Problem description: Read through the listing and copy every line that contains the word "TimespanFactory".
=== Material provided ===
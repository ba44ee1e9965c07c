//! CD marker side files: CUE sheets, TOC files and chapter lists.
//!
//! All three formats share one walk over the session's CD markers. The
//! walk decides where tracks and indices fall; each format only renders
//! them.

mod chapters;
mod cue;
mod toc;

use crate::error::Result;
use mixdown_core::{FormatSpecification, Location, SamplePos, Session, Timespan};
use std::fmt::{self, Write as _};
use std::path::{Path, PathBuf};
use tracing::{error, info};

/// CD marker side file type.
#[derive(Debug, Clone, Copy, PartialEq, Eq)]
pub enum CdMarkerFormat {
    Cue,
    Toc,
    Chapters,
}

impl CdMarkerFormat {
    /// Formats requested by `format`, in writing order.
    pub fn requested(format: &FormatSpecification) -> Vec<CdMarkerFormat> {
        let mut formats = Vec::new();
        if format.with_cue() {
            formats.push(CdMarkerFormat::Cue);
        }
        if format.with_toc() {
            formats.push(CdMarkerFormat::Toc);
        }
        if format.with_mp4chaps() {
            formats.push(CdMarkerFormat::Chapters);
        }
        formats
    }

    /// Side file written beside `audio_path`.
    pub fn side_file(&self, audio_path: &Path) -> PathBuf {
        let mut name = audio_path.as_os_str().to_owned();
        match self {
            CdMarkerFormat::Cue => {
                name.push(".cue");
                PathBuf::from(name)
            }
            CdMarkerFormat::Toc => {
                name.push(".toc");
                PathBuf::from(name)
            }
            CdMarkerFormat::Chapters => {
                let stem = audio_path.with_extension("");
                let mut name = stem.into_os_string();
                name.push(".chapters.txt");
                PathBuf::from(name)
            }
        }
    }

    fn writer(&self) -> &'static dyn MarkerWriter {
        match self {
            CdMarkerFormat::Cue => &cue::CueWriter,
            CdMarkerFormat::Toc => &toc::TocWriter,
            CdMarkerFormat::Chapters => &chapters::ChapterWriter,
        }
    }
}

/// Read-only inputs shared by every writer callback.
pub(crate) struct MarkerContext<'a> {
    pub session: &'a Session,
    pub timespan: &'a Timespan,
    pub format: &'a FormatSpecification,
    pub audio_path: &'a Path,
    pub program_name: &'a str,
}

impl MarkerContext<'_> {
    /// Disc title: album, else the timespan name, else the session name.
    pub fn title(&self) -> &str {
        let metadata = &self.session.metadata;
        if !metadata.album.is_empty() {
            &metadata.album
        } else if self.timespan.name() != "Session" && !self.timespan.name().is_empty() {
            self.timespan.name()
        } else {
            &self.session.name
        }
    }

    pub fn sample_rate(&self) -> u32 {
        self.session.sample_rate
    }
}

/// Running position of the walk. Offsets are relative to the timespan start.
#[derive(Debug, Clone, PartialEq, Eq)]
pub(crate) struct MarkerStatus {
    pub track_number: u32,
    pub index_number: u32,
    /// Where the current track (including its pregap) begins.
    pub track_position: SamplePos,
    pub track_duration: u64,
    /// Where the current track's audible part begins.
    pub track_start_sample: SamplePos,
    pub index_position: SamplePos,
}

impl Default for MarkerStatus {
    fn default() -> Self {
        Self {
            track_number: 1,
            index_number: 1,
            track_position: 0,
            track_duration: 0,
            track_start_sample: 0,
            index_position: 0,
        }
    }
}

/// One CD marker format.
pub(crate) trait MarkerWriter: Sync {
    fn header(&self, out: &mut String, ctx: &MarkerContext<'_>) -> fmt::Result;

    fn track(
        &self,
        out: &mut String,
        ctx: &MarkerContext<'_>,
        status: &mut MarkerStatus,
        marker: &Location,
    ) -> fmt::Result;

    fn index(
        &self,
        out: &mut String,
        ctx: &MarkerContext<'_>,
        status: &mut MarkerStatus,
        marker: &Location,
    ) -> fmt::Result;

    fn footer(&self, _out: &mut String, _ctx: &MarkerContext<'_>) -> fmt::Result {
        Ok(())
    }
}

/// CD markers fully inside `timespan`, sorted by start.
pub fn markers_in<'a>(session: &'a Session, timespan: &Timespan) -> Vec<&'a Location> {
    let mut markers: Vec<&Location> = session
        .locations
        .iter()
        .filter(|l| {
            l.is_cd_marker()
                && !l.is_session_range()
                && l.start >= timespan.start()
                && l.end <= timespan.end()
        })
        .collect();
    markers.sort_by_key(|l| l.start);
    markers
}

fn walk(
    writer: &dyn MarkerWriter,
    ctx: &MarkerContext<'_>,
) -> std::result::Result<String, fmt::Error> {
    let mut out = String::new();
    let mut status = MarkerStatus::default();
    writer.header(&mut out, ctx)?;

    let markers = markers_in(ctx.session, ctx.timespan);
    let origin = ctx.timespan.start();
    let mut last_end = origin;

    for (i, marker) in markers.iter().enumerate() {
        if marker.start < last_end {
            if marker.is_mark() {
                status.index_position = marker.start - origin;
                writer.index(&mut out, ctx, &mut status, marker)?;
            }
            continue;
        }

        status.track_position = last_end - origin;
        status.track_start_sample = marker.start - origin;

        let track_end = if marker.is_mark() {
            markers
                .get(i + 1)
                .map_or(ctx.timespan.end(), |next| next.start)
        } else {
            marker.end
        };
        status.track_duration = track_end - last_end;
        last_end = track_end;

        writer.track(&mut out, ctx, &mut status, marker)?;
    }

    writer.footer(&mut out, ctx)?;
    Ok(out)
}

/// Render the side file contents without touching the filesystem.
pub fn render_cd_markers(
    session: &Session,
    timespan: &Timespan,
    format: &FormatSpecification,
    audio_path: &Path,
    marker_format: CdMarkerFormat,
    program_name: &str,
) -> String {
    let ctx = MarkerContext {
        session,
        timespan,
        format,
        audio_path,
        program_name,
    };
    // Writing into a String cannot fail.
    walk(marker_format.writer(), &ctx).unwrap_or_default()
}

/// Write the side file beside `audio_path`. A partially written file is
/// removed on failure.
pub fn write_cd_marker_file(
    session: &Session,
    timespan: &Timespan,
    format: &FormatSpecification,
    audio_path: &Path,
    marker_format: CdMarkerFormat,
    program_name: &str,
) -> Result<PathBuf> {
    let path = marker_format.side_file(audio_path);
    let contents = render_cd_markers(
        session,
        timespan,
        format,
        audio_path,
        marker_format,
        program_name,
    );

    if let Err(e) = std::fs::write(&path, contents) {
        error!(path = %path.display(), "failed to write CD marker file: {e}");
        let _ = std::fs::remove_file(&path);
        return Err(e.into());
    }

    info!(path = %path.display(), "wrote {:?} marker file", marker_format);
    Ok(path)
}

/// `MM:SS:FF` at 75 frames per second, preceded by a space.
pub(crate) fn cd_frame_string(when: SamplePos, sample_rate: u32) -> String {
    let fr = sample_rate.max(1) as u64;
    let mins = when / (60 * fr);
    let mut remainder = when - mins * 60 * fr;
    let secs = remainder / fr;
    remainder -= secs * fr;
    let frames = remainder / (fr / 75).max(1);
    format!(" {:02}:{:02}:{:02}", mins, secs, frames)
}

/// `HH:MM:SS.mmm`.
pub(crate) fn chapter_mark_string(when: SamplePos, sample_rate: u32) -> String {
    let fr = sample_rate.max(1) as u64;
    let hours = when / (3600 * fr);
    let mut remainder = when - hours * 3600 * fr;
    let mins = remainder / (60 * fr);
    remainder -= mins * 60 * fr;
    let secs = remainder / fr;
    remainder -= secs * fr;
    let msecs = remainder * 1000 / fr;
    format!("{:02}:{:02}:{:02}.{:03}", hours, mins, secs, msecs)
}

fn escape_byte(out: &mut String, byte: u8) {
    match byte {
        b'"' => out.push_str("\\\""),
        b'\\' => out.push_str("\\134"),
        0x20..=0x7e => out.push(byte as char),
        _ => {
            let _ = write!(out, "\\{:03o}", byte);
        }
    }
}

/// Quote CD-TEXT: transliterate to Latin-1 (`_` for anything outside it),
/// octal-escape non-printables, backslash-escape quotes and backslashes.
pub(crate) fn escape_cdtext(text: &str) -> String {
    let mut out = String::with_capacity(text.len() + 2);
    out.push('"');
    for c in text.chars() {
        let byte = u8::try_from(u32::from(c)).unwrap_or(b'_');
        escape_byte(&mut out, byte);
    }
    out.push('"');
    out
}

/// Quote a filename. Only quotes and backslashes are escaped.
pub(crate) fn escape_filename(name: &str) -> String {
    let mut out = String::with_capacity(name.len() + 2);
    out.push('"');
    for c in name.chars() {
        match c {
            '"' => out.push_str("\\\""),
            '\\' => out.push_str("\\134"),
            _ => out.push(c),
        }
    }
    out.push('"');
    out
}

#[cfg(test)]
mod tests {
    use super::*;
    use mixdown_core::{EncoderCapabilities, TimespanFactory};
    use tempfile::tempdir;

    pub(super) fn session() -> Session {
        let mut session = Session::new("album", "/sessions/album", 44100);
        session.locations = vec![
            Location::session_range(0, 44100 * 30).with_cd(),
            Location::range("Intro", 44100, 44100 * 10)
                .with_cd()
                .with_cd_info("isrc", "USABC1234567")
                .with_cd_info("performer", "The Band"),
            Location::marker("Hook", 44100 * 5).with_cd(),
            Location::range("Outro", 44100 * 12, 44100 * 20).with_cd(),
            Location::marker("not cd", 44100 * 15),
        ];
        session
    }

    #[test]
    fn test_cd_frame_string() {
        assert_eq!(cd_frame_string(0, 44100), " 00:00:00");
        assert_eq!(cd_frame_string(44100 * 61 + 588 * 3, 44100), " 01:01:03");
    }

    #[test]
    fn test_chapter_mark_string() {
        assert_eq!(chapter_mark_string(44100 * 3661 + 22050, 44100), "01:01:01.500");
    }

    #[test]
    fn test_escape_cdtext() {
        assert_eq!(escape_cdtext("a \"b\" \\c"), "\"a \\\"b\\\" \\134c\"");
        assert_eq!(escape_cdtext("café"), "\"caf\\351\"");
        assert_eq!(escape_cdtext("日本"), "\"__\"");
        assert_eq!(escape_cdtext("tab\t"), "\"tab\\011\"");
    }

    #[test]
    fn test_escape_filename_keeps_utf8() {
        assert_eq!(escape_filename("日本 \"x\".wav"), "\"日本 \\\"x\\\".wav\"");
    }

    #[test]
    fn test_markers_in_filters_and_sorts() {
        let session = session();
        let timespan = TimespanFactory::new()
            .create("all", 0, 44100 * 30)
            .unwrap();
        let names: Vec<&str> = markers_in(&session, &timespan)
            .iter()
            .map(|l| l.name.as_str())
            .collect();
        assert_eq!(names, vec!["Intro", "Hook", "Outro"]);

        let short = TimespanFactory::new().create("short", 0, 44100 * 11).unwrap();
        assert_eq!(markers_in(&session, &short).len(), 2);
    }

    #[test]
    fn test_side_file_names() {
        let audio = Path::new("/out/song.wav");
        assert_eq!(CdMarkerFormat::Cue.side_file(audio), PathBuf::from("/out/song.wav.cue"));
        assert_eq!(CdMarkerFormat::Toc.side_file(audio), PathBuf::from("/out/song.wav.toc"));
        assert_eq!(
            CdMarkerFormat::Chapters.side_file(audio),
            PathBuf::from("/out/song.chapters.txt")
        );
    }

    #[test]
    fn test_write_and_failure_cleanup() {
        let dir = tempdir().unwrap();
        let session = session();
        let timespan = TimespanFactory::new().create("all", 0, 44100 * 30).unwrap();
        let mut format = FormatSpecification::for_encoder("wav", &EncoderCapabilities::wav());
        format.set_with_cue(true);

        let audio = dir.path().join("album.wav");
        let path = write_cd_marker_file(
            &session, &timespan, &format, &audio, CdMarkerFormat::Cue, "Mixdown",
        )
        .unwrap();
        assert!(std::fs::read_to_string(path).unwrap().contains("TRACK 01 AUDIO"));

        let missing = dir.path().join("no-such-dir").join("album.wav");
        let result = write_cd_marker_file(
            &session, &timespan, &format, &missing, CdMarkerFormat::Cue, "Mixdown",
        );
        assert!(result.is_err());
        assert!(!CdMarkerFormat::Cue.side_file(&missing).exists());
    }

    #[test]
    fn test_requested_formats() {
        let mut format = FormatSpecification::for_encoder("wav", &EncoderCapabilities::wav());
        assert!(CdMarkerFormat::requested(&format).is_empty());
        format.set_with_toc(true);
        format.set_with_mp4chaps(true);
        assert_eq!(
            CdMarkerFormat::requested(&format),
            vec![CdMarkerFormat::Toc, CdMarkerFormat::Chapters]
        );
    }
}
===
Answer below:
    use mixdown_core::{EncoderCapabilities, TimespanFactory};
        let timespan = TimespanFactory::new()
        let short = TimespanFactory::new().create("short", 0, 44100 * 11).unwrap();
        let timespan = TimespanFactory::new().create("all", 0, 44100 * 30).unwrap();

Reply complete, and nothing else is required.